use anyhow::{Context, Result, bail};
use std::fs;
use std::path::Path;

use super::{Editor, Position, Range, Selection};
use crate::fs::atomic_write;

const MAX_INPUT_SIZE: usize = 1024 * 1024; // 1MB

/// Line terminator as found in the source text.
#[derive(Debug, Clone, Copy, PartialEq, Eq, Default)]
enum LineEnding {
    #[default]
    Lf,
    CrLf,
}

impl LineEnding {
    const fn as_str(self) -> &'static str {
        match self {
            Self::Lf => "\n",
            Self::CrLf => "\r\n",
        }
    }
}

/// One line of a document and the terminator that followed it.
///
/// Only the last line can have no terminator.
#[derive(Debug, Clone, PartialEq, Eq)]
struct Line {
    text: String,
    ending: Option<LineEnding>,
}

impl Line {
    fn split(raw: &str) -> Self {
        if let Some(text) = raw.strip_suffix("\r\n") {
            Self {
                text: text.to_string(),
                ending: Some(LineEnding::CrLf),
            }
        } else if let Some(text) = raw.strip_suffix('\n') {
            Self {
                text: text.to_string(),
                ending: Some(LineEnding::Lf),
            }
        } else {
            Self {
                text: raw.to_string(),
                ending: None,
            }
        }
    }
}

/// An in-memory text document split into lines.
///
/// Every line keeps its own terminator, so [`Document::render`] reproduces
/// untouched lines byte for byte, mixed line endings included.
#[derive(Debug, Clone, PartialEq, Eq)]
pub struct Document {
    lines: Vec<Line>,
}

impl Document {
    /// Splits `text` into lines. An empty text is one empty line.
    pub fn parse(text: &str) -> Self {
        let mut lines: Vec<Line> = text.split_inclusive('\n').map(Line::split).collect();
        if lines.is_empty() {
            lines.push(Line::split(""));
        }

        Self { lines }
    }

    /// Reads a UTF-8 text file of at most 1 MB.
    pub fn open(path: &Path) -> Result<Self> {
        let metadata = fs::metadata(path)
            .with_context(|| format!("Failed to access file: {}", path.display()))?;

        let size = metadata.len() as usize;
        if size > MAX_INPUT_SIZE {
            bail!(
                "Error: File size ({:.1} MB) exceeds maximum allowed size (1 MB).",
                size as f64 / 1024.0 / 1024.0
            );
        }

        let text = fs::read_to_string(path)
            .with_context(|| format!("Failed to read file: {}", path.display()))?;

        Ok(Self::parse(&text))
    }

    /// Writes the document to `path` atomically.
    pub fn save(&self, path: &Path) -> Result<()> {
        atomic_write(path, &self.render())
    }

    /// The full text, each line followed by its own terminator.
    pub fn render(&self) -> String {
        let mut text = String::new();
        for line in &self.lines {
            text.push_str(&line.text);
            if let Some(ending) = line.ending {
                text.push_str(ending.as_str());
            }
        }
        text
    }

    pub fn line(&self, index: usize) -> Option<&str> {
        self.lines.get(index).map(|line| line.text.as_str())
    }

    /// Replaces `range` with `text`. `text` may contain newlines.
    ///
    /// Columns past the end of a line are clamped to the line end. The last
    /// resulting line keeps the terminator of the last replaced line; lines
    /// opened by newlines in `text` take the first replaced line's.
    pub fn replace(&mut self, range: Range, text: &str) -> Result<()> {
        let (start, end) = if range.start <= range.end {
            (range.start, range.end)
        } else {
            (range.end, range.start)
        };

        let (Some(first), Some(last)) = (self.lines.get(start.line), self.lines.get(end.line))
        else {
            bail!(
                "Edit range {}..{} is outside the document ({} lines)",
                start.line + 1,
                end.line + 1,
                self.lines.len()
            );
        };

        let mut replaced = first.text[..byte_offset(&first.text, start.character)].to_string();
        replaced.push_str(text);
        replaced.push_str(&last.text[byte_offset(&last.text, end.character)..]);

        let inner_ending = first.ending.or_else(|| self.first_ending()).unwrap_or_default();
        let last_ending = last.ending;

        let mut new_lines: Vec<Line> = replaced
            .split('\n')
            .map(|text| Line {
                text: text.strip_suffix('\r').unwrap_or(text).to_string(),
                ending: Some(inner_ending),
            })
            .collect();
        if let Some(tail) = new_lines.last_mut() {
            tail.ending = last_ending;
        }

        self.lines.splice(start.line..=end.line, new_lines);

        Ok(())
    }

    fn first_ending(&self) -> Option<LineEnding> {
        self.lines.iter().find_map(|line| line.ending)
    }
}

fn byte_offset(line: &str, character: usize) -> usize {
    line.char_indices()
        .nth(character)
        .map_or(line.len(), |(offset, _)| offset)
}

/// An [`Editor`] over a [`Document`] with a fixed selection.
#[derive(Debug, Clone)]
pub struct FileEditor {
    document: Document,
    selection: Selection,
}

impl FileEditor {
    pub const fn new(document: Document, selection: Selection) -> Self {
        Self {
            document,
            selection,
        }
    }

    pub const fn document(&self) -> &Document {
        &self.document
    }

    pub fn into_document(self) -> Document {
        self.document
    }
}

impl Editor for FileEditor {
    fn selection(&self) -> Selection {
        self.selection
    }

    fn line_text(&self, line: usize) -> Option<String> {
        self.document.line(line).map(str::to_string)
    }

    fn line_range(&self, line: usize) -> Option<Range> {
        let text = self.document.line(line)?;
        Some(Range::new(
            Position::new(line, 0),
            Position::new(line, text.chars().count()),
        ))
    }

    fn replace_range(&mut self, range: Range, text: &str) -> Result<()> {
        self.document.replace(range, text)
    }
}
***
What to do:
Give back exactly the lines from the beginning of the records through the line containing "const fn as_str(self)", and only those.

Reply:
use anyhow::{Context, Result, bail};
use std::fs;
use std::path::Path;

use super::{Editor, Position, Range, Selection};
use crate::fs::atomic_write;

const MAX_INPUT_SIZE: usize = 1024 * 1024; // 1MB

/// Line terminator as found in the source text.
#[derive(Debug, Clone, Copy, PartialEq, Eq, Default)]
enum LineEnding {
    #[default]
    Lf,
    CrLf,
}

impl LineEnding {
    const fn as_str(self) -> &'static str {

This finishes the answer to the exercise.